正面から理由を尋ねるには億劫な、しかし放っておくには不愉快なしつこさで。

欠落を持て余しているのに、消化不良で胃が重い。



「おい、コピー機壊したの誰だ」

フロア中に響き渡るような胴間声に、居合わせた数名が肩を強張らせる。

しんと静まり返った室内に、気まずい沈黙が降りた。

何食わぬ顔でキーボードをたたく長い指と、突如として書類整理を始める慌ただしい物音と、椅子を引いてトイレに立つ人影。

それら全部を通過して、視線の矛先は彼に突き刺さる。

向井むかい

「はい」

返事が遅れるとさらなる叱責が飛んでくると分かっているので、英理えいりは素早く席を立った。

「いい加減にしろ。直せ早く」

「部長。でもですね、このプリンターは」

「PDFだよ。メールに添付するぐらい、何でできないんだよ」

五十代以上の上司に禁句なのは機械、英語、学歴の話だ。

世代の違いというのは恐ろしい。

今の五十代が入社するとき、日本はバブル景気に沸いていた。

まともな大学さえ出ていれば内定は両手に余るほどもらえ、囲い込みと称して内定者を沖縄やハワイに連れていく企業もあったというのだから恐れ入る。

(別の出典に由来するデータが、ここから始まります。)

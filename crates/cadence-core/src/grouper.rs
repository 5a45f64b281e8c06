//! Request grouping.
//!
//! Turns one account's raw candidate requests into ordered [`RequestGroup`]s:
//! - malformed items are skipped with a warning
//! - items whose token no longer matches the game's catalog are dropped silently
//! - duplicates by `(kind, token, time_spent)` collapse into one
//! - level items sharing `(token, time_spent)` form one group
//! - purchase milestones become a synthesized `session` + `event` pair sharing
//!   one interpolated, jittered `time_spent`
//!
//! Groups come out sorted ascending by `time_spent`.

use std::collections::{HashMap, HashSet};

use chrono::NaiveDate;
use rand::{Rng, SeedableRng};
use rand_pcg::Mcg128Xsl64;
use sha2::{Digest, Sha256};

use crate::gateway::GameCatalog;
use crate::model::{Account, Milestone, PurchaseEvent, RequestGroup, RequestItem, RequestKind};

/// Bounded random offset applied to synthesized purchase timings.
///
/// Seeded from the account and date so that planning the same day twice
/// yields the same timings.
#[derive(Debug, Clone)]
pub struct JitterSource {
    rng: Mcg128Xsl64,
    bound_secs: u64,
}

impl JitterSource {
    pub fn seeded(account_id: &str, date: NaiveDate, salt: &str, bound_secs: u64) -> Self {
        let mut hasher = Sha256::new();
        hasher.update(account_id.as_bytes());
        hasher.update(b"|");
        hasher.update(date.to_string().as_bytes());
        hasher.update(b"|");
        hasher.update(salt.as_bytes());
        let digest = hasher.finalize();

        let mut seed = [0u8; 16];
        seed.copy_from_slice(&digest[..16]);
        Self {
            rng: Mcg128Xsl64::from_seed(seed),
            bound_secs,
        }
    }

    /// No jitter at all.
    pub fn disabled() -> Self {
        Self {
            rng: Mcg128Xsl64::from_seed([0u8; 16]),
            bound_secs: 0,
        }
    }

    pub fn bound_secs(&self) -> u64 {
        self.bound_secs
    }

    /// Signed offset in `[-bound, +bound]` seconds.
    pub fn sample(&mut self) -> i64 {
        if self.bound_secs == 0 {
            return 0;
        }
        let bound = self.bound_secs as i64;
        self.rng.gen_range(-bound..=bound)
    }
}

/// Build the ordered request groups for one account.
pub fn group_requests(
    account: &Account,
    items: &[RequestItem],
    catalog: &GameCatalog,
    jitter: &mut JitterSource,
) -> Vec<RequestGroup> {
    let mut seen: HashSet<(RequestKind, &str, u64)> = HashSet::new();
    let mut groups: Vec<RequestGroup> = Vec::new();
    let mut group_index: HashMap<(String, u64), usize> = HashMap::new();
    // Purchase milestones in first-seen order, with the largest raw timing seen.
    let mut purchases: Vec<(&PurchaseEvent, u64)> = Vec::new();

    for item in items {
        if item.event_token.trim().is_empty() {
            tracing::warn!(
                "Skipping malformed request for account {}: empty event token",
                account.id
            );
            continue;
        }
        if !seen.insert((item.kind, item.event_token.as_str(), item.time_spent)) {
            continue;
        }

        let level = catalog.level_by_token(&item.event_token);
        let purchase = catalog.purchase_by_token(&item.event_token);

        match (level, purchase) {
            (Some(level), _) if !item.is_purchase() || purchase.is_none() => {
                let key = (item.event_token.clone(), item.time_spent);
                let idx = *group_index.entry(key).or_insert_with(|| {
                    groups.push(RequestGroup {
                        event_token: item.event_token.clone(),
                        time_spent: item.time_spent,
                        milestone: Milestone::Level(level.id.clone()),
                        items: Vec::new(),
                    });
                    groups.len() - 1
                });
                groups[idx].items.push(RequestItem {
                    level_id: Some(level.id.clone()),
                    ..item.clone()
                });
            }
            (_, Some(purchase)) => {
                match purchases.iter_mut().find(|(p, _)| p.id == purchase.id) {
                    Some((_, max_time)) => *max_time = (*max_time).max(item.time_spent),
                    None => purchases.push((purchase, item.time_spent)),
                }
            }
            _ => {
                tracing::debug!(
                    "Dropping stale request {} for account {}",
                    item.event_token,
                    account.id
                );
            }
        }
    }

    for (purchase, raw_time) in purchases {
        let base = interpolate_purchase_time(catalog, purchase).unwrap_or(raw_time);
        let time_spent = (base as i64 + jitter.sample()).max(0) as u64;
        groups.push(RequestGroup {
            event_token: purchase.event_token.clone(),
            time_spent,
            milestone: Milestone::Purchase(purchase.id.clone()),
            items: vec![
                RequestItem::new(RequestKind::Session, &purchase.event_token, time_spent, None),
                RequestItem::new(RequestKind::Event, &purchase.event_token, time_spent, None),
            ],
        });
    }

    for group in &mut groups {
        group.items.sort_by_key(|item| item.kind);
    }
    groups.sort_by_key(|g| g.time_spent);
    groups
}

/// Rounded midpoint of the levels around a purchase milestone.
///
/// Falls back to whichever neighbour exists; `None` when neither does.
pub fn interpolate_purchase_time(catalog: &GameCatalog, purchase: &PurchaseEvent) -> Option<u64> {
    let prev = catalog.level_by_number(purchase.after_level).map(|l| l.time_spent);
    let next = catalog
        .level_by_number(purchase.after_level + 1)
        .map(|l| l.time_spent);
    match (prev, next) {
        (Some(a), Some(b)) => Some(((a as f64 + b as f64) / 2.0).round() as u64),
        (Some(a), None) | (None, Some(a)) => Some(a),
        (None, None) => None,
    }
}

ただ、事情や能力によって大学に進学しない、あるいはできなかった人がいることも忘れてはならない。

また今ほど英語教育が盛んでなく、由緒正しい日系企業が大半を占めていたため、英語に対する憧れとコンプレックスの表裏一体となっている人もよく見かける。

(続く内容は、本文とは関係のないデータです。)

//! # Cadence Core Library
//!
//! Core logic for the Cadence daily request scheduler. An operator works
//! through each tracked account's milestone requests in order, and each
//! request only becomes eligible once the account's in-game clock has
//! caught up with it. The core turns catalog data into a batched daily
//! plan, reports when every task becomes ready, and records completions.
//!
//! ## Architecture
//!
//! - **Grouper**: Turns raw candidate requests into ordered groups, and
//!   synthesizes purchase timings from neighbouring levels
//! - **Planner**: Round-robin batching across games, one task per account per batch
//! - **Readiness**: Pure countdown evaluation (blocked, cooldown, initial delay)
//! - **Completion**: Gateway-first completion recording with ledger updates
//! - **Storage**: SQLite-backed operational cache and TOML-based configuration
//!
//! ## Key Components
//!
//! - [`Engine`]: Owns the plan and drives generation and completion
//! - [`AccountGateway`]: Trait for the backing catalog and progress store
//! - [`OperationalCache`]: Assignment history, completion anchors and the ledger
//! - [`Config`]: Application configuration management

pub mod cache;
pub mod completion;
pub mod engine;
pub mod error;
pub mod events;
pub mod gateway;
pub mod grouper;
pub mod model;
pub mod planner;
pub mod readiness;
pub mod storage;

pub use cache::{CacheRetention, CacheStore, MemoryStore, OperationalCache, SqliteStore};
pub use completion::{Completion, CompletionOutcome, CompletionRecorder};
pub use engine::{Engine, GenerateReport, Skipped};
pub use error::{CacheError, ConfigError, CoreError, GatewayError, InvariantError};
pub use events::Event;
pub use gateway::{AccountGateway, GameCatalog, InMemoryGateway};
pub use grouper::{group_requests, interpolate_purchase_time, JitterSource};
pub use model::{
    Account, AccountCompletionRecord, AccountStartState, AccountTaskAssignment, CompletedDailyTask,
    DailyTask, Game, GameBatch, Level, Milestone, PurchaseEvent, RequestGroup, RequestItem,
    RequestKind, RequestType,
};
pub use planner::{account_batch_indices, plan_batches, BatchPlan, GameTasks};
pub use readiness::{evaluate, evaluate_batches, Readiness, ReadinessState, TaskStatus};
pub use storage::{data_dir, Config, EngineConfig, StorageConfig};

そして極めつけは頭脳が衰え、飲み込みが悪くなってきたころに押し寄せたIT化の波だ。

次々と入ってくる便利なツールを使いこなすだけの技量が追いつかず、かといって素直に教えを乞うだけの柔軟性は失われている。

かくして毎度のようにパソコンをフリーズさせる天才や、社内外を問わず機密メールを誤送信してしまう人騒がせな爆弾魔が大量発生してやまないのである。

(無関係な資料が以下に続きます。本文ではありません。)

#[cfg(test)]
mod tests {
    use super::*;
    use crate::gateway::InMemoryGateway;
    use crate::model::{Account, DailyTask, RequestGroup, RequestItem, RequestKind, RequestType};
    use crate::cache::{CacheRetention, CacheStore, MemoryStore};
    use crate::error::CacheError;
    use chrono::TimeZone;
    use std::cell::RefCell;
    use std::rc::Rc;

    fn now() -> DateTime<Utc> {
        Utc.with_ymd_and_hms(2026, 7, 1, 10, 0, 0).unwrap()
    }

    fn today() -> NaiveDate {
        now().date_naive()
    }

    fn pair_task(account_id: &str, time_spent: u64) -> DailyTask {
        let account = Account {
            id: account_id.into(),
            game_id: "g1".into(),
            name: format!("Name {account_id}"),
            started_at: now(),
        };
        let group = RequestGroup {
            event_token: "buy".into(),
            time_spent,
            milestone: Milestone::Purchase("p1".into()),
            items: vec![
                RequestItem::new(RequestKind::Session, "buy", time_spent, None),
                RequestItem::new(RequestKind::Event, "buy", time_spent, None),
            ],
        };
        DailyTask::new(account, today(), vec![group])
    }

    /// Memory store whose saves fail for keys under a switchable prefix.
    struct FlakyStore {
        inner: MemoryStore,
        failing: Rc<RefCell<Option<&'static str>>>,
    }

    impl CacheStore for FlakyStore {
        fn load(&self, key: &str) -> std::result::Result<Option<Vec<u8>>, CacheError> {
            self.inner.load(key)
        }

        fn save(&mut self, key: &str, bytes: &[u8]) -> std::result::Result<(), CacheError> {
            if self.failing.borrow().is_some_and(|prefix| key.starts_with(prefix)) {
                return Err(CacheError::Locked);
            }
            self.inner.save(key, bytes)
        }

        fn remove(&mut self, key: &str) -> std::result::Result<(), CacheError> {
            self.inner.remove(key)
        }
    }

    struct Fixture {
        batches: Vec<GameBatch>,
        cache: OperationalCache,
        gateway: InMemoryGateway,
        names: HashMap<String, String>,
    }

    impl Fixture {
        fn new(batches: Vec<GameBatch>) -> Self {
            Self {
                batches,
                cache: OperationalCache::in_memory(),
                gateway: InMemoryGateway::new(),
                names: HashMap::from([("g1".to_string(), "Game One".to_string())]),
            }
        }

        fn flaky(batches: Vec<GameBatch>) -> (Self, Rc<RefCell<Option<&'static str>>>) {
            let failing = Rc::new(RefCell::new(None));
            let store = FlakyStore {
                inner: MemoryStore::new(),
                failing: Rc::clone(&failing),
            };
            let mut fx = Self::new(batches);
            fx.cache = OperationalCache::new(Box::new(store), CacheRetention::default());
            (fx, failing)
        }

        fn complete(&mut self, account: &str, item: usize, batch: usize) -> Result<Completion> {
            CompletionRecorder {
                batches: &mut self.batches,
                cache: &mut self.cache,
                gateway: &mut self.gateway,
                game_names: &self.names,
                plan_date: today(),
            }
            .complete(account, item, batch, now(), today())
        }
    }

    #[test]
    fn half_a_pair_only_marks_the_bit() {
        let mut fx = Fixture::new(vec![GameBatch { index: 0, tasks: vec![pair_task("x", 100)] }]);
        let done = fx.complete("x", 0, 0).unwrap();

        assert_eq!(done.outcome, CompletionOutcome::ItemMarked { remaining_in_group: 1 });
        assert!(fx.batches[0].tasks[0].is_item_completed(0));
        assert!(fx.cache.completion_record("x", now()).is_none());
        assert!(fx.cache.ledger(today()).is_empty());
        assert!(!fx.gateway.is_completed("x", "p1"));
    }

    #[test]
    fn closing_the_group_records_and_drains() {
        let mut fx = Fixture::new(vec![GameBatch { index: 0, tasks: vec![pair_task("x", 100)] }]);
        fx.complete("x", 1, 0).unwrap();
        let done = fx.complete("x", 0, 0).unwrap();

        let CompletionOutcome::GroupCompleted { entry } = done.outcome else {
            panic!("expected group completion");
        };
        assert_eq!(entry.request_type, RequestType::Purchase);
        assert_eq!(entry.game_name, "Game One");
        assert_eq!(entry.time_spent, 100);
        assert!(fx.batches.is_empty());
        assert!(matches!(done.events[0], Event::LedgerEntryAdded { .. }));
        assert!(matches!(done.events[1], Event::BatchDrained { batch_index: 0, .. }));

        let record = fx.cache.completion_record("x", now()).unwrap();
        assert_eq!(record.time_spent, 100);
        assert_eq!(record.completed_at, now());
        assert_eq!(record.level_id, None);
        assert_eq!(fx.cache.ledger(today()).len(), 1);
        assert!(fx.gateway.is_completed("x", "p1"));
    }

    #[test]
    fn batch_with_other_tasks_survives() {
        let mut fx = Fixture::new(vec![GameBatch {
            index: 3,
            tasks: vec![pair_task("x", 100), pair_task("y", 100)],
        }]);
        fx.complete("x", 0, 3).unwrap();
        fx.complete("x", 1, 3).unwrap();
        assert_eq!(fx.batches.len(), 1);
        assert_eq!(fx.batches[0].tasks.len(), 1);
        assert_eq!(fx.batches[0].tasks[0].account_id(), "y");
    }

    #[test]
    fn gateway_failure_leaves_state_untouched() {
        let mut fx = Fixture::new(vec![GameBatch { index: 0, tasks: vec![pair_task("x", 100)] }]);
        fx.complete("x", 0, 0).unwrap();
        fx.gateway.set_fail_writes(true);

        let before = fx.batches.clone();
        let err = fx.complete("x", 1, 0).unwrap_err();
        assert!(matches!(err, CoreError::Gateway(_)));
        assert_eq!(fx.batches, before);
        assert!(fx.cache.ledger(today()).is_empty());

        fx.gateway.set_fail_writes(false);
        let retry = fx.complete("x", 1, 0).unwrap();
        assert!(matches!(retry.outcome, CompletionOutcome::GroupCompleted { .. }));
    }

    #[test]
    fn repeated_mark_is_idempotent() {
        let mut fx = Fixture::new(vec![GameBatch { index: 0, tasks: vec![pair_task("x", 100)] }]);
        fx.complete("x", 0, 0).unwrap();
        let again = fx.complete("x", 0, 0).unwrap();
        assert_eq!(again.outcome, CompletionOutcome::AlreadyCompleted);
        assert!(again.events.is_empty());
    }

    #[test]
    fn bad_references_are_rejected_without_mutation() {
        let mut fx = Fixture::new(vec![GameBatch { index: 0, tasks: vec![pair_task("x", 100)] }]);
        let before = fx.batches.clone();

        assert!(matches!(
            fx.complete("x", 5, 0),
            Err(CoreError::Invariant(InvariantError::ItemOutOfBounds { len: 2, .. }))
        ));
        assert!(matches!(
            fx.complete("x", 0, 9),
            Err(CoreError::Invariant(InvariantError::UnknownBatch(9)))
        ));
        assert!(matches!(
            fx.complete("nobody", 0, 0),
            Err(CoreError::Invariant(InvariantError::NoTaskForAccount { .. }))
        ));
        assert_eq!(fx.batches, before);
    }

    #[test]
    fn failed_record_write_keeps_plan_for_retry() {
        let (mut fx, failing) = Fixture::flaky(vec![
            GameBatch { index: 0, tasks: vec![pair_task("x", 100)] },
            GameBatch { index: 1, tasks: vec![pair_task("x", 300)] },
        ]);
        fx.complete("x", 0, 0).unwrap();
        let before = fx.batches.clone();

        *failing.borrow_mut() = Some("completion:");
        let err = fx.complete("x", 1, 0).unwrap_err();
        assert!(matches!(err, CoreError::Cache(CacheError::Locked)));
        assert_eq!(fx.batches, before);
        assert!(fx.cache.completion_record("x", now()).is_none());
        assert!(fx.cache.ledger(today()).is_empty());
        // The gateway already holds the flag.
        assert!(fx.gateway.is_completed("x", "p1"));

        *failing.borrow_mut() = None;
        let retry = fx.complete("x", 1, 0).unwrap();
        assert!(matches!(retry.outcome, CompletionOutcome::GroupCompleted { .. }));
        assert_eq!(fx.batches.len(), 1);
        assert_eq!(fx.batches[0].index, 1);
        assert_eq!(fx.cache.completion_record("x", now()).unwrap().time_spent, 100);

        let next = crate::readiness::evaluate(
            &fx.batches[0].tasks[0],
            1,
            &fx.batches,
            now(),
            &HashMap::from([("x".to_string(), fx.cache.completion_record("x", now()).unwrap())]),
            &HashMap::new(),
        );
        assert_eq!(next.state, crate::readiness::ReadinessState::Cooldown);
        assert_eq!(next.remaining_seconds, 200);
    }

    #[test]
    fn failed_plan_save_retry_records_ledger_once() {
        let (mut fx, failing) =
            Fixture::flaky(vec![GameBatch { index: 0, tasks: vec![pair_task("x", 100)] }]);
        fx.complete("x", 0, 0).unwrap();

        *failing.borrow_mut() = Some("plan:");
        assert!(fx.complete("x", 1, 0).is_err());
        assert_eq!(fx.batches[0].tasks.len(), 1);
        assert_eq!(fx.cache.ledger(today()).len(), 1);

        *failing.borrow_mut() = None;
        fx.complete("x", 1, 0).unwrap();
        assert!(fx.batches.is_empty());
        assert_eq!(fx.cache.ledger(today()).len(), 1);
    }
}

「部長。それ、プリンターが壊れたんじゃないみたいですよ」

近くの席で知らぬ存ぜぬを通していた男が、さっと立ち上がって言った。

熊のように図体がでかく、いつもにこにことしていて打たれ強い。

入社七年目で名前は楢崎敦ならさき・あつし、英理の先輩に当たる人物だ。

楢崎はプリンターから資料を取り出すと、手際よく入れ替えてボタンを操作する。

紙は耳障りな音を立てて吸い込まれてゆく。

「PDFファイルを格納するフォルダと接続が切れて、エラーになってただけみたいですね。うん、これで大丈夫です」

と楢崎は言い、英理に、

「向井、入ってるかどうか確認して」

部長は精一杯の威厳を保つための涙ぐましい努力で、渋面をつくって腕を組み、楢橋の作業を見守っている。

英理は自分のパソコンから社内のデータを管理するパソコンにアクセスし、無事PDFファイルが格納されていることを確認すると、楢崎にそれを伝えた。